- Input for this task:
use anyhow::{bail, Context};
use glam::Vec3;

/// Linear RGB colour. Hex strings are interpreted as sRGB and converted on parse.
#[derive(Debug, Clone, Copy, PartialEq)]
pub struct Color(pub Vec3);

impl Color {
    pub const WHITE: Color = Color(Vec3::ONE);

    pub fn from_hex(hex: &str) -> anyhow::Result<Self> {
        let digits = hex.strip_prefix('#').unwrap_or(hex);

        if digits.len() != 6 || !digits.bytes().all(|b| b.is_ascii_hexdigit()) {
            bail!("Expected a colour of the form #rrggbb, got {hex:?}");
        }

        let value = u32::from_str_radix(digits, 16)
            .with_context(|| format!("Invalid hex colour {hex:?}"))?;

        Ok(Self::from_srgb8(
            (value >> 16) as u8,
            (value >> 8) as u8,
            value as u8,
        ))
    }

    pub fn from_srgb8(r: u8, g: u8, b: u8) -> Self {
        Color(Vec3::new(
            srgb_to_linear(r as f32 / 255.0),
            srgb_to_linear(g as f32 / 255.0),
            srgb_to_linear(b as f32 / 255.0),
        ))
    }

    pub fn linear(&self) -> Vec3 {
        self.0
    }
}

impl Default for Color {
    fn default() -> Self {
        Color::WHITE
    }
}

pub fn srgb_to_linear(c: f32) -> f32 {
    if c < 0.04045 {
        c * 0.0773993808
    } else {
        (c * 0.9478672986 + 0.0521327014).powf(2.4)
    }
}

pub fn linear_to_srgb(c: f32) -> f32 {
    if c < 0.0031308 {
        c * 12.92
    } else {
        1.055 * c.powf(0.41666) - 0.055
    }
}
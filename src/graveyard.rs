use std::f32::consts::TAU;

use glam::{Quat, Vec3};
use rand::Rng;

use crate::scene_graph::transform::Transform;

pub const DEFAULT_GRAVE_COUNT: usize = 30;

const INNER_RADIUS: f32 = 3.0;
const RING_WIDTH: f32 = 4.0;
const GRAVE_HEIGHT: f32 = 0.4;
/// Each axis tilts within +-half of this
const MAX_TILT: f32 = 0.4;

#[derive(Debug, Clone, Copy, PartialEq)]
pub struct GravePlacement {
    pub position: Vec3,
    /// XYZ Euler angles in radians
    pub rotation: Vec3,
}

impl GravePlacement {
    pub fn random(rng: &mut impl Rng) -> Self {
        let angle = rng.gen::<f32>() * TAU;
        let radius = INNER_RADIUS + rng.gen::<f32>() * RING_WIDTH;

        let position = Vec3::new(angle.sin() * radius, GRAVE_HEIGHT, angle.cos() * radius);
        let rotation = Vec3::new(
            (rng.gen::<f32>() - 0.5) * MAX_TILT,
            (rng.gen::<f32>() - 0.5) * MAX_TILT,
            (rng.gen::<f32>() - 0.5) * MAX_TILT,
        );

        Self { position, rotation }
    }

    pub fn quat(&self) -> Quat {
        Transform::euler(self.rotation.x, self.rotation.y, self.rotation.z)
    }

    pub fn transform(&self) -> Transform {
        Transform::new(self.position, self.quat(), 1.0)
    }
}

/// Scatters graves in a ring around the house.
pub fn place_graves(rng: &mut impl Rng, count: usize) -> Vec<GravePlacement> {
    (0..count).map(|_| GravePlacement::random(rng)).collect()
}

#[cfg(test)]
mod tests {
    use rand::{rngs::StdRng, SeedableRng};

    use super::*;

    #[test]
    fn graves_stay_inside_ring() {
        let mut rng = StdRng::seed_from_u64(7);
        let graves = place_graves(&mut rng, 500);
        assert_eq!(graves.len(), 500);

        for grave in graves {
            let radius = Vec3::new(grave.position.x, 0.0, grave.position.z).length();
            assert!((3.0 - 1e-4..7.0 + 1e-4).contains(&radius), "radius {}", radius);
            assert_eq!(grave.position.y, 0.4);
        }
    }

    #[test]
    fn tilt_is_bounded() {
        let mut rng = StdRng::seed_from_u64(3);

        for grave in place_graves(&mut rng, 500) {
            let max = grave.rotation.abs().max_element();
            assert!(max <= 0.2, "tilt {}", max);
        }
    }

    #[test]
    fn same_seed_gives_same_graveyard() {
        let a = place_graves(&mut StdRng::seed_from_u64(42), DEFAULT_GRAVE_COUNT);
        let b = place_graves(&mut StdRng::seed_from_u64(42), DEFAULT_GRAVE_COUNT);
        let c = place_graves(&mut StdRng::seed_from_u64(43), DEFAULT_GRAVE_COUNT);

        assert_eq!(a, b);
        assert_ne!(a, c);
    }

    #[test]
    fn zero_graves() {
        let mut rng = StdRng::seed_from_u64(0);
        assert!(place_graves(&mut rng, 0).is_empty());
    }
}
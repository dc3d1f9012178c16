use std::{
    path::{Path, PathBuf},
    sync::{
        mpsc::{self, channel},
        Arc, RwLock,
    },
    time::Duration,
};

use anyhow::Context;
use id_arena::{Arena, Id};
use naga::{
    back::wgsl::WriterFlags,
    valid::{Capabilities, ValidationFlags},
};
use naga_oil::compose::{
    ComposableModuleDescriptor, Composer, NagaModuleDescriptor, ShaderLanguage,
};
use notify_debouncer_mini::{
    new_debouncer_opt,
    notify::{RecommendedWatcher, RecursiveMode, Watcher},
    DebounceEventResult, DebouncedEventKind, Debouncer,
};
use pollster::block_on;
use wgpu::PollType;

type PipelineFactory = Box<
    dyn Sync
        + Send
        + Fn(&wgpu::Device, &ShaderDefinition, &str) -> anyhow::Result<wgpu::RenderPipeline>,
>;

#[derive(Debug, Clone)]
pub struct ShaderDefinition {
    pub name: &'static str,
    /// Relative to the shader folder
    pub path: &'static str,
}

pub struct ShaderEntry {
    pipeline_id: PipelineId,
    def: ShaderDefinition,
    factory: PipelineFactory,
}

pub type PipelineId = Id<PipelineCacheEntry>;

#[derive(Default)]
pub struct PipelineCacheEntry(Option<wgpu::RenderPipeline>);

impl PipelineCacheEntry {
    pub fn set_pipeline(&mut self, pipeline: wgpu::RenderPipeline) {
        self.0 = Some(pipeline);
    }
}

pub struct PipelineCacheBuilder {
    shaders: Arena<ShaderEntry>,
    pipelines: Arena<PipelineCacheEntry>,
}

impl PipelineCacheBuilder {
    pub fn new() -> Self {
        Self {
            shaders: Arena::new(),
            pipelines: Arena::new(),
        }
    }

    /// Registers a pipeline built from a shader file. Several pipelines may share a file.
    pub fn add_shader(&mut self, def: ShaderDefinition, factory: PipelineFactory) -> PipelineId {
        let pipeline_id = self.pipelines.alloc(PipelineCacheEntry::default());
        self.shaders.alloc(ShaderEntry {
            pipeline_id,
            def,
            factory,
        });
        pipeline_id
    }

    pub fn build(self) -> PipelineCache {
        PipelineCache {
            shaders: Arc::new(self.shaders),
            pipelines: self.pipelines,
        }
    }
}

pub struct PipelineCache {
    shaders: Arc<Arena<ShaderEntry>>,
    pipelines: Arena<PipelineCacheEntry>,
}

impl PipelineCache {
    pub fn get(&self, id: PipelineId) -> Option<&wgpu::RenderPipeline> {
        self.pipelines.get(id).and_then(|entry| entry.0.as_ref())
    }

    fn get_entry_mut(&mut self, id: PipelineId) -> Option<&mut PipelineCacheEntry> {
        self.pipelines.get_mut(id)
    }
}

type CompiledPipeline = (&'static str, PipelineId, wgpu::RenderPipeline);

/// Compiles shaders into pipelines and recompiles them in the watcher thread when
/// files under the shader folder change.
pub struct ShaderLoader {
    pub cache: PipelineCache,
    receiver: mpsc::Receiver<CompiledPipeline>,
    _debouncer: Debouncer<RecommendedWatcher>,
}

struct ShaderCompiler {
    device: wgpu::Device,
    shader_folder: PathBuf,
    shared_folder: PathBuf,
    composer: RwLock<Composer>,
}

impl ShaderLoader {
    pub fn new(
        device: wgpu::Device,
        cache_builder: PipelineCacheBuilder,
        shader_folder: &Path,
    ) -> anyhow::Result<Self> {
        let mut cache = cache_builder.build();

        let shader_folder = shader_folder.canonicalize().with_context(|| {
            format!("Shader folder {} not found", shader_folder.display())
        })?;
        let shared_folder = shader_folder.join("shared");

        let compiler = Arc::new(ShaderCompiler {
            composer: RwLock::new(create_composer(&shared_folder)?),
            device,
            shader_folder: shader_folder.clone(),
            shared_folder,
        });

        for (_, shader) in cache.shaders.clone().iter() {
            let pipeline = compiler
                .compile(shader)
                .with_context(|| format!("Failed to compile shader: {}", shader.def.name))?;

            if let Some(entry) = cache.get_entry_mut(shader.pipeline_id) {
                entry.set_pipeline(pipeline);
            }
        }

        let (sender, receiver) = channel();
        let shaders = cache.shaders.clone();

        let mut debouncer = new_debouncer_opt(
            notify_debouncer_mini::Config::default().with_timeout(Duration::from_millis(100)),
            move |res: DebounceEventResult| match res {
                Ok(events) => {
                    for event in events {
                        if event.kind != DebouncedEventKind::Any {
                            continue;
                        }

                        if compiler.on_file_changed(&event.path, &shaders, &sender).is_err() {
                            // The loader was dropped
                            return;
                        }
                    }
                }
                Err(e) => log::error!("Error watching shader files: {}", e),
            },
        )
        .context("Failed to create shader file watcher")?;

        debouncer
            .watcher()
            .watch(&shader_folder, RecursiveMode::Recursive)
            .with_context(|| format!("Failed to watch {}", shader_folder.display()))?;

        Ok(Self {
            cache,
            receiver,
            _debouncer: debouncer,
        })
    }

    /// Swaps in pipelines recompiled since the last call.
    pub fn load_pending_shaders(&mut self) {
        while let Ok((name, pipeline_id, pipeline)) = self.receiver.try_recv() {
            if let Some(entry) = self.cache.get_entry_mut(pipeline_id) {
                log::info!("Shader reloaded: {}", name);
                entry.set_pipeline(pipeline);
            }
        }
    }
}

impl ShaderCompiler {
    fn on_file_changed(
        &self,
        path: &Path,
        shaders: &Arena<ShaderEntry>,
        sender: &mpsc::Sender<CompiledPipeline>,
    ) -> Result<(), mpsc::SendError<CompiledPipeline>> {
        let shared_changed = path.starts_with(&self.shared_folder);

        if shared_changed {
            match create_composer(&self.shared_folder) {
                Ok(composer) => {
                    if let Ok(mut current) = self.composer.write() {
                        *current = composer;
                    }
                }
                Err(e) => {
                    log::error!("Failed to reload shared shader modules: {:?}", e);
                    return Ok(());
                }
            }
        }

        // A shared module can be imported anywhere, so everything is rebuilt
        let affected = shaders
            .iter()
            .map(|(_, entry)| entry)
            .filter(|entry| shared_changed || path.ends_with(entry.def.path));

        for entry in affected {
            match self.compile(entry) {
                Ok(pipeline) => sender.send((entry.def.name, entry.pipeline_id, pipeline))?,
                Err(e) => log::error!("Failed to load shader {}: {:?}", entry.def.name, e),
            }
        }

        Ok(())
    }

    fn compile(&self, entry: &ShaderEntry) -> anyhow::Result<wgpu::RenderPipeline> {
        let path = self.shader_folder.join(entry.def.path);
        let shader_code = std::fs::read_to_string(&path)
            .with_context(|| format!("Failed to read shader file {}", path.display()))?;

        let file_path = path.to_string_lossy().to_string();

        let module = {
            let mut composer = self
                .composer
                .write()
                .map_err(|_| anyhow::anyhow!("Shader composer lock poisoned"))?;

            composer
                .make_naga_module(NagaModuleDescriptor {
                    file_path: &file_path,
                    source: &shader_code,
                    ..Default::default()
                })
                .context("Failed to create Naga module from shader code")?
        };

        // wgpu runs the validator itself, this is only needed for the writer
        let info = naga::valid::Validator::new(ValidationFlags::empty(), Capabilities::all())
            .validate(&module)
            .context("Failed to validate Naga module")?;

        let shader_code = naga::back::wgsl::write_string(&module, &info, WriterFlags::empty())
            .context("Failed to convert Naga module to WGSL string")?;

        self.device.push_error_scope(wgpu::ErrorFilter::Validation);

        let pipeline = (entry.factory)(&self.device, &entry.def, &shader_code);

        self.device
            .poll(PollType::Wait)
            .context("Failed to poll device after shader compilation")?;

        if let Some(error) = block_on(self.device.pop_error_scope()) {
            anyhow::bail!("Shader compilation failed for {}: {}", entry.def.name, error);
        }

        pipeline
    }
}

fn create_composer(shared_folder: &Path) -> anyhow::Result<Composer> {
    let mut composer = Composer::default();

    let shared_files = std::fs::read_dir(shared_folder).with_context(|| {
        format!(
            "Failed to read shared shader modules directory {}",
            shared_folder.display()
        )
    })?;

    for entry in shared_files {
        let path = entry?.path();

        if !path.is_file() || path.extension().is_none_or(|ext| ext != "wgsl") {
            continue;
        }

        let source = std::fs::read_to_string(&path)
            .with_context(|| format!("Failed to read {}", path.display()))?;

        let file_path = path.to_string_lossy().to_string();

        composer
            .add_composable_module(ComposableModuleDescriptor {
                source: &source,
                file_path: &file_path,
                language: ShaderLanguage::Wgsl,
                ..Default::default()
            })
            .with_context(|| format!("Failed to add shared shader module: {}", file_path))?;
    }

    Ok(composer)
}
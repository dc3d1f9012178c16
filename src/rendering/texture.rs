use wgpu::util::DeviceExt;

use crate::{
    rendering::render_common::Resolution,
    texture::{ColorSpace, TextureAsset, WrapMode},
};

pub fn texture_format(color_space: ColorSpace) -> wgpu::TextureFormat {
    match color_space {
        ColorSpace::Srgb => wgpu::TextureFormat::Rgba8UnormSrgb,
        ColorSpace::Linear => wgpu::TextureFormat::Rgba8Unorm,
    }
}

pub fn address_mode(wrap: WrapMode) -> wgpu::AddressMode {
    match wrap {
        WrapMode::ClampToEdge => wgpu::AddressMode::ClampToEdge,
        WrapMode::Repeat => wgpu::AddressMode::Repeat,
        WrapMode::MirroredRepeat => wgpu::AddressMode::MirrorRepeat,
    }
}

/// Sampled material texture with its full mip chain.
pub struct GpuTexture {
    _texture: wgpu::Texture,
    pub view: wgpu::TextureView,
}

impl GpuTexture {
    pub fn from_asset(device: &wgpu::Device, queue: &wgpu::Queue, asset: &TextureAsset) -> Self {
        let (width, height) = asset.size();
        let mips = asset.mip_chain();
        let data: Vec<u8> = mips.iter().flat_map(|level| level.as_raw()).copied().collect();

        let texture = device.create_texture_with_data(
            queue,
            &wgpu::TextureDescriptor {
                label: Some(&asset.name),
                size: wgpu::Extent3d {
                    width,
                    height,
                    depth_or_array_layers: 1,
                },
                mip_level_count: mips.len() as u32,
                sample_count: 1,
                dimension: wgpu::TextureDimension::D2,
                format: texture_format(asset.color_space),
                usage: wgpu::TextureUsages::TEXTURE_BINDING | wgpu::TextureUsages::COPY_DST,
                view_formats: &[],
            },
            wgpu::wgt::TextureDataOrder::LayerMajor,
            &data,
        );

        let view = texture.create_view(&wgpu::TextureViewDescriptor::default());

        Self {
            _texture: texture,
            view,
        }
    }

    /// 1x1 texture used for empty material slots.
    pub fn solid(
        device: &wgpu::Device,
        queue: &wgpu::Queue,
        label: &str,
        rgba: [u8; 4],
    ) -> Self {
        let texture = device.create_texture_with_data(
            queue,
            &wgpu::TextureDescriptor {
                label: Some(label),
                size: wgpu::Extent3d {
                    width: 1,
                    height: 1,
                    depth_or_array_layers: 1,
                },
                mip_level_count: 1,
                sample_count: 1,
                dimension: wgpu::TextureDimension::D2,
                format: wgpu::TextureFormat::Rgba8Unorm,
                usage: wgpu::TextureUsages::TEXTURE_BINDING | wgpu::TextureUsages::COPY_DST,
                view_formats: &[],
            },
            wgpu::wgt::TextureDataOrder::LayerMajor,
            &rgba,
        );

        let view = texture.create_view(&wgpu::TextureViewDescriptor::default());

        Self {
            _texture: texture,
            view,
        }
    }
}

fn create_attachment(
    device: &wgpu::Device,
    size: Resolution,
    format: wgpu::TextureFormat,
    label: &str,
) -> (wgpu::Texture, wgpu::TextureView) {
    let texture = device.create_texture(&wgpu::TextureDescriptor {
        label: Some(label),
        size: wgpu::Extent3d {
            width: size.width.max(1),
            height: size.height.max(1),
            depth_or_array_layers: 1,
        },
        mip_level_count: 1,
        sample_count: 1,
        dimension: wgpu::TextureDimension::D2,
        format,
        usage: wgpu::TextureUsages::RENDER_ATTACHMENT | wgpu::TextureUsages::TEXTURE_BINDING,
        view_formats: &[],
    });

    let view = texture.create_view(&wgpu::TextureViewDescriptor::default());
    (texture, view)
}

pub struct DepthTexture {
    _texture: wgpu::Texture,
    view: wgpu::TextureView,
    label: String,
}

impl DepthTexture {
    pub const DEPTH_FORMAT: wgpu::TextureFormat = wgpu::TextureFormat::Depth32Float;

    pub fn new(device: &wgpu::Device, size: Resolution, label: impl Into<String>) -> Self {
        let label: String = label.into();
        let (texture, view) = create_attachment(device, size, Self::DEPTH_FORMAT, &label);

        Self {
            _texture: texture,
            view,
            label,
        }
    }

    pub fn resize(&mut self, device: &wgpu::Device, size: Resolution) {
        *self = Self::new(device, size, std::mem::take(&mut self.label));
    }

    pub fn view(&self) -> &wgpu::TextureView {
        &self.view
    }
}

/// Offscreen HDR target the scene is drawn into before being scaled onto the surface.
pub struct ColorTarget {
    _texture: wgpu::Texture,
    view: wgpu::TextureView,
    label: String,
}

impl ColorTarget {
    pub const FORMAT: wgpu::TextureFormat = wgpu::TextureFormat::Rgba16Float;

    pub fn new(device: &wgpu::Device, size: Resolution, label: impl Into<String>) -> Self {
        let label: String = label.into();
        let (texture, view) = create_attachment(device, size, Self::FORMAT, &label);

        Self {
            _texture: texture,
            view,
            label,
        }
    }

    pub fn resize(&mut self, device: &wgpu::Device, size: Resolution) {
        *self = Self::new(device, size, std::mem::take(&mut self.label));
    }

    pub fn view(&self) -> &wgpu::TextureView {
        &self.view
    }
}

#[cfg(test)]
mod tests {
    use super::*;

    #[test]
    fn colour_maps_are_decoded_from_srgb() {
        assert!(texture_format(ColorSpace::Srgb).is_srgb());
        assert!(!texture_format(ColorSpace::Linear).is_srgb());
    }

    #[test]
    fn wrap_modes_map_to_address_modes() {
        assert_eq!(address_mode(WrapMode::default()), wgpu::AddressMode::ClampToEdge);
        assert_eq!(address_mode(WrapMode::Repeat), wgpu::AddressMode::Repeat);
        assert_eq!(
            address_mode(WrapMode::MirroredRepeat),
            wgpu::AddressMode::MirrorRepeat
        );
    }
}
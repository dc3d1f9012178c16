use glam::{Mat4, Vec3, Vec4};
use wgpu::util::DeviceExt;

#[derive(Debug, Clone)]
pub struct Camera {
    pub eye: Vec3,
    pub target: Vec3,
    pub up: Vec3,
    /// Vertical field of view in degrees
    pub fov_y: f32,
    pub aspect: f32,
    pub near: f32,
    pub far: f32,
}

impl Camera {
    pub fn perspective(fov_y: f32, aspect: f32, near: f32, far: f32) -> Self {
        Self {
            eye: Vec3::new(0.0, 0.0, 1.0),
            target: Vec3::ZERO,
            up: Vec3::Y,
            fov_y,
            aspect,
            near,
            far,
        }
    }

    pub fn set_aspect(&mut self, width: u32, height: u32) {
        if width > 0 && height > 0 {
            self.aspect = width as f32 / height as f32;
        }
    }

    pub fn view_matrix(&self) -> Mat4 {
        Mat4::look_at_rh(self.eye, self.target, self.up)
    }

    pub fn projection_matrix(&self) -> Mat4 {
        Mat4::perspective_rh(self.fov_y.to_radians(), self.aspect, self.near, self.far)
    }

    pub fn get_vp_matrix(&self) -> Mat4 {
        self.projection_matrix() * self.view_matrix()
    }
}

#[repr(C)]
#[derive(Debug, Copy, Clone, bytemuck::Pod, bytemuck::Zeroable, Default)]
pub struct CameraUniform {
    view_proj: Mat4,
    // w is unused
    position: Vec4,
}

impl CameraUniform {
    pub fn update(&mut self, camera: &Camera) {
        self.view_proj = camera.get_vp_matrix();
        self.position = camera.eye.extend(1.0);
    }

    pub fn create_buffer(&self, device: &wgpu::Device) -> wgpu::Buffer {
        device.create_buffer_init(&wgpu::util::BufferInitDescriptor {
            label: Some("Camera Uniform Buffer"),
            contents: bytemuck::cast_slice(&[*self]),
            usage: wgpu::BufferUsages::UNIFORM | wgpu::BufferUsages::COPY_DST,
        })
    }

    pub fn update_buffer(&self, queue: &wgpu::Queue, buffer: &wgpu::Buffer) {
        queue.write_buffer(buffer, 0, bytemuck::cast_slice(&[*self]));
    }
}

- Task requirements:
Each line of the data above that contains the string "MirroredRepeat" should be counted; give only the total.

- Answer to this task:
2